START GIVEN ENTRIES
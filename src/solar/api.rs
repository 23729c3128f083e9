//! Client for the sunrise-sunset.org time-service.
//!
//! One unauthenticated request keyed by latitude/longitude, with
//! `formatted=0` so the service answers with ISO-8601 zone-qualified
//! timestamps instead of locale-formatted strings.

use anyhow::{Context, Result, anyhow};
use chrono::{DateTime, Utc};
use serde::Deserialize;
use std::time::Duration;

use super::location::Coordinates;
use crate::constants::SOLAR_API_URL;

/// UTC sunrise and sunset instants for one location and date.
#[derive(Debug, Clone, Copy, PartialEq)]
pub struct SolarInstants {
    pub sunrise: DateTime<Utc>,
    pub sunset: DateTime<Utc>,
}

/// External service resolving solar instants for a position.
pub trait SolarTimeService {
    /// Fetch today's sunrise/sunset instants for the given coordinates.
    fn solar_instants(&self, coords: Coordinates) -> Result<SolarInstants>;

    /// Human-readable service name for log messages.
    fn service_name(&self) -> &'static str;
}

/// The `results` object of a successful sunrise-sunset.org response.
///
/// On error statuses the service sends `"results": ""` instead of an object,
/// so this is only deserialized after the status check passes.
#[derive(Debug, Deserialize)]
struct SolarResults {
    sunrise: DateTime<Utc>,
    sunset: DateTime<Utc>,
}

/// Production client for api.sunrise-sunset.org.
pub struct SunriseSunsetApi;

impl SunriseSunsetApi {
    fn parse_response(body: serde_json::Value) -> Result<SolarInstants> {
        let status = body
            .get("status")
            .and_then(|s| s.as_str())
            .unwrap_or("missing");
        if status != "OK" {
            return Err(anyhow!("solar time-service returned status {status:?}"));
        }

        let results: SolarResults = serde_json::from_value(
            body.get("results").cloned().unwrap_or(serde_json::Value::Null),
        )
        .context("malformed solar time results")?;

        Ok(SolarInstants {
            sunrise: results.sunrise,
            sunset: results.sunset,
        })
    }
}

impl SolarTimeService for SunriseSunsetApi {
    fn solar_instants(&self, coords: Coordinates) -> Result<SolarInstants> {
        // The blocking client applies a 30s timeout by default; this fetch
        // carries none, relying on platform/network defaults instead.
        let client = reqwest::blocking::Client::builder()
            .timeout(None::<Duration>)
            .build()
            .context("failed to build solar time HTTP client")?;

        let url = format!(
            "{SOLAR_API_URL}?lat={}&lng={}&formatted=0",
            coords.latitude, coords.longitude
        );

        let body: serde_json::Value = client
            .get(&url)
            .send()
            .context("solar time request failed")?
            .json()
            .context("malformed solar time response")?;

        Self::parse_response(body)
    }

    fn service_name(&self) -> &'static str {
        "api.sunrise-sunset.org"
    }
}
END GIVEN ENTRIES
TRY IT
Using the data above, extract exactly the lines from the one that holds "with ISO-8601 zone-qualified" to the one that holds "let client = reqwest::blocking::Client::builder()", both ends included, and no others.

RESPONSE TO THE TASK
//! `formatted=0` so the service answers with ISO-8601 zone-qualified
//! timestamps instead of locale-formatted strings.

use anyhow::{Context, Result, anyhow};
use chrono::{DateTime, Utc};
use serde::Deserialize;
use std::time::Duration;

use super::location::Coordinates;
use crate::constants::SOLAR_API_URL;

/// UTC sunrise and sunset instants for one location and date.
#[derive(Debug, Clone, Copy, PartialEq)]
pub struct SolarInstants {
    pub sunrise: DateTime<Utc>,
    pub sunset: DateTime<Utc>,
}

/// External service resolving solar instants for a position.
pub trait SolarTimeService {
    /// Fetch today's sunrise/sunset instants for the given coordinates.
    fn solar_instants(&self, coords: Coordinates) -> Result<SolarInstants>;

    /// Human-readable service name for log messages.
    fn service_name(&self) -> &'static str;
}

/// The `results` object of a successful sunrise-sunset.org response.
///
/// On error statuses the service sends `"results": ""` instead of an object,
/// so this is only deserialized after the status check passes.
#[derive(Debug, Deserialize)]
struct SolarResults {
    sunrise: DateTime<Utc>,
    sunset: DateTime<Utc>,
}

/// Production client for api.sunrise-sunset.org.
pub struct SunriseSunsetApi;

impl SunriseSunsetApi {
    fn parse_response(body: serde_json::Value) -> Result<SolarInstants> {
        let status = body
            .get("status")
            .and_then(|s| s.as_str())
            .unwrap_or("missing");
        if status != "OK" {
            return Err(anyhow!("solar time-service returned status {status:?}"));
        }

        let results: SolarResults = serde_json::from_value(
            body.get("results").cloned().unwrap_or(serde_json::Value::Null),
        )
        .context("malformed solar time results")?;

        Ok(SolarInstants {
            sunrise: results.sunrise,
            sunset: results.sunset,
        })
    }
}

impl SolarTimeService for SunriseSunsetApi {
    fn solar_instants(&self, coords: Coordinates) -> Result<SolarInstants> {
        // The blocking client applies a 30s timeout by default; this fetch
        // carries none, relying on platform/network defaults instead.
        let client = reqwest::blocking::Client::builder()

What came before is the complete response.